With the development of theories of
atomic structure (for instance by
Henry Moseley) it became apparent that Mendeleev had listed the elements
in order of increasing atomic number (i.e. the net amount of positive charge on the
atomic nucleus). This sequence is nearly identical to that resulting from ascending atomic mass.
In order to illustrate recurring properties, Mendeleev began new rows in his table so that elements with similar properties fell into the same vertical columns ("groups").
With the development of modern
quantum mechanical theories of
electron configuration within atoms, it became apparent that each horizontal row (
"period") in the table corresponded to the filling of a quantum shell of electrons. In Mendeleev's original table, each period was the same length.
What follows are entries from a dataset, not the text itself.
//! Configuration loading via `ortho-config`, plus reading instance documents.

use std::ffi::OsString;
use std::time::Duration;

use camino::{Utf8Path, Utf8PathBuf};
use cap_std::{ambient_authority, fs_utf8::Dir};
use ortho_config::OrthoConfig;
use serde::Deserialize;
use thiserror::Error;

use crate::boot::BootDefaults;
use crate::instance::InstanceConfig;
use crate::lifecycle::PollSettings;

const CONFIG_FILE: &str = "stratus.toml";
const MAX_POLL_SECS: u64 = 3600;

/// Cloud connection settings and environment-style boot defaults, merged
/// from defaults, `stratus.toml`, and `OS_*` environment variables.
#[derive(Clone, Debug, Deserialize, OrthoConfig, PartialEq, Eq)]
#[ortho_config(
    prefix = "OS",
    discovery(
        app_name = "stratus",
        env_var = "STRATUS_CONFIG_PATH",
        config_file_name = "stratus.toml",
        dotfile_name = ".stratus.toml",
        project_file_name = "stratus.toml"
    )
)]
pub struct CloudConfig {
    /// Pre-issued token sent as `X-Auth-Token`. Required.
    pub auth_token: String,
    /// Base URL of the compute API, including any project path. Required.
    pub compute_endpoint: String,
    /// Base URL of the image API; image names cannot be resolved without it.
    pub image_endpoint: Option<String>,
    /// Base URL of the network API; network names cannot be resolved without
    /// it.
    pub network_endpoint: Option<String>,
    /// Base URL of the block-storage API, used to wait for volume release.
    pub volume_endpoint: Option<String>,
    /// Default image ID for documents that name none.
    pub image_id: Option<String>,
    /// Default image name for documents that name none.
    pub image_name: Option<String>,
    /// Default flavor ID for documents that name none.
    pub flavor_id: Option<String>,
    /// Default flavor name for documents that name none.
    pub flavor_name: Option<String>,
    /// Seconds between status refreshes.
    #[ortho_config(default = 3)]
    pub poll_interval_secs: u64,
    /// Minimum seconds before the first re-poll of a wait.
    #[ortho_config(default = 10)]
    pub poll_min_delay_secs: u64,
    /// Attempts granted to the post-create build wait when it fails
    /// transiently.
    #[ortho_config(default = 3)]
    pub build_retry_attempts: u32,
}

/// Metadata for a configuration field, used to generate actionable error messages.
struct FieldMetadata {
    description: &'static str,
    env_var: &'static str,
    toml_key: &'static str,
}

impl FieldMetadata {
    const fn new(description: &'static str, env_var: &'static str, toml_key: &'static str) -> Self {
        Self {
            description,
            env_var,
            toml_key,
        }
    }

    fn missing(&self) -> ConfigError {
        ConfigError::MissingField(format!(
            "missing {}: set {} or add {} to {CONFIG_FILE}",
            self.description, self.env_var, self.toml_key
        ))
    }
}

impl CloudConfig {
    fn require_field(value: &str, metadata: &FieldMetadata) -> Result<(), ConfigError> {
        if value.trim().is_empty() {
            return Err(metadata.missing());
        }
        Ok(())
    }

    fn require_url(value: &str, metadata: &FieldMetadata) -> Result<(), ConfigError> {
        Self::require_field(value, metadata)?;
        if !(value.starts_with("http://") || value.starts_with("https://")) {
            return Err(ConfigError::InvalidEndpoint {
                env_var: metadata.env_var,
                value: value.to_owned(),
            });
        }
        Ok(())
    }

    /// Loads configuration without attempting to parse CLI arguments. Values
    /// merge defaults, configuration files, and environment variables.
    ///
    /// # Errors
    ///
    /// Returns [`ConfigError::Parse`] when the merge fails.
    pub fn load_without_cli_args() -> Result<Self, ConfigError> {
        Self::load_from_iter([OsString::from("stratus")])
            .map_err(|err| ConfigError::Parse(err.to_string()))
    }

    /// Performs semantic validation. Error messages name the environment
    /// variable and TOML key that supply the offending value.
    ///
    /// # Errors
    ///
    /// Returns [`ConfigError`] when a required field is empty, an endpoint is
    /// not an HTTP(S) URL, or a poll setting is out of range.
    pub fn validate(&self) -> Result<(), ConfigError> {
        Self::require_field(
            &self.auth_token,
            &FieldMetadata::new("API token", "OS_AUTH_TOKEN", "auth_token"),
        )?;
        Self::require_url(
            &self.compute_endpoint,
            &FieldMetadata::new(
                "compute endpoint",
                "OS_COMPUTE_ENDPOINT",
                "compute_endpoint",
            ),
        )?;
        let optional = [
            (
                self.image_endpoint.as_deref(),
                FieldMetadata::new("image endpoint", "OS_IMAGE_ENDPOINT", "image_endpoint"),
            ),
            (
                self.network_endpoint.as_deref(),
                FieldMetadata::new(
                    "network endpoint",
                    "OS_NETWORK_ENDPOINT",
                    "network_endpoint",
                ),
            ),
            (
                self.volume_endpoint.as_deref(),
                FieldMetadata::new("volume endpoint", "OS_VOLUME_ENDPOINT", "volume_endpoint"),
            ),
        ];
        for (value, metadata) in &optional {
            if let Some(url) = value {
                Self::require_url(url, metadata)?;
            }
        }
        Self::require_range(self.poll_interval_secs, 1, "OS_POLL_INTERVAL_SECS")?;
        Self::require_range(self.poll_min_delay_secs, 0, "OS_POLL_MIN_DELAY_SECS")
    }

    fn require_range(value: u64, min: u64, env_var: &'static str) -> Result<(), ConfigError> {
        if (min..=MAX_POLL_SECS).contains(&value) {
            return Ok(());
        }
        Err(ConfigError::PollOutOfRange {
            env_var,
            value,
            min,
            max: MAX_POLL_SECS,
        })
    }

    /// Returns the boot defaults applied to documents that name no image or
    /// flavor.
    #[must_use]
    pub fn boot_defaults(&self) -> BootDefaults {
        BootDefaults {
            image_id: self.image_id.clone(),
            image_name: self.image_name.clone(),
            flavor_id: self.flavor_id.clone(),
            flavor_name: self.flavor_name.clone(),
        }
    }

    /// Returns the poll cadence for the orchestrator.
    #[must_use]
    pub fn poll_settings(&self) -> PollSettings {
        PollSettings {
            interval: Duration::from_secs(self.poll_interval_secs),
            min_delay: Duration::from_secs(self.poll_min_delay_secs),
            retry_attempts: self.build_retry_attempts,
            ..PollSettings::default()
        }
    }
}

/// Errors raised during configuration loading and validation.
#[derive(Debug, Error, Eq, PartialEq)]
pub enum ConfigError {
    /// Indicates a required configuration field is empty or missing.
    #[error("missing configuration field: {0}")]
    MissingField(String),
    /// An endpoint is not an HTTP(S) URL.
    #[error("{env_var} must be an http:// or https:// URL, got {value:?}")]
    InvalidEndpoint {
        /// Variable that supplies the endpoint.
        env_var: &'static str,
        /// Offending value.
        value: String,
    },
    /// A poll interval or delay lies outside the accepted range.
    #[error("{env_var} must be between {min} and {max} seconds, got {value}")]
    PollOutOfRange {
        /// Variable that supplies the setting.
        env_var: &'static str,
        /// Offending value.
        value: u64,
        /// Smallest accepted value.
        min: u64,
        /// Largest accepted value.
        max: u64,
    },
    /// Surfaces errors from the `ortho-config` loader.
    #[error("configuration parsing failed: {0}")]
    Parse(String),
}

impl From<ortho_config::OrthoError> for ConfigError {
    fn from(value: ortho_config::OrthoError) -> Self {
        Self::Parse(value.to_string())
    }
}

/// Errors raised while reading an instance document.
#[derive(Debug, Error)]
pub enum DocumentError {
    /// The file could not be read.
    #[error("failed to read instance document {path}: {message}")]
    Read {
        /// Document path.
        path: Utf8PathBuf,
        /// Underlying I/O failure.
        message: String,
    },
    /// The file is not a valid instance document.
    #[error("invalid instance document {path}: {source}")]
    Parse {
        /// Document path.
        path: Utf8PathBuf,
        /// Underlying parse failure.
        #[source]
        source: serde_json::Error,
    },
}

/// Reads and parses a JSON instance document.
///
/// Only syntax and field names are checked here; semantic validation
/// happens in [`InstanceConfig::validate`].
///
/// # Errors
///
/// Returns [`DocumentError`] when the file cannot be read or parsed.
pub fn load_instance_document(path: &Utf8Path) -> Result<InstanceConfig, DocumentError> {
    let read_error = |message: String| DocumentError::Read {
        path: path.to_path_buf(),
        message,
    };
    let parent = path
        .parent()
        .filter(|dir| !dir.as_str().is_empty())
        .unwrap_or_else(|| Utf8Path::new("."));
    let file_name = path
        .file_name()
        .ok_or_else(|| read_error(String::from("path has no file name")))?;

    let dir = Dir::open_ambient_dir(parent, ambient_authority())
        .map_err(|err| read_error(err.to_string()))?;
    let contents = dir
        .read_to_string(file_name)
        .map_err(|err| read_error(err.to_string()))?;
    serde_json::from_str(&contents).map_err(|source| DocumentError::Parse {
        path: path.to_path_buf(),
        source,
    })
}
Modern tables have progressively longer periods further down the table, and group the elements into
s-,
p-,
d- and
f-blocks to reflect our understanding of their electron configuration.
In the 1940s
Glenn T. Seaborg identified the
transuranic lanthanides and the actinides, which may be placed within the table, or below (as shown above). Element 106, seaborgium, is the only element that was named after a then living person.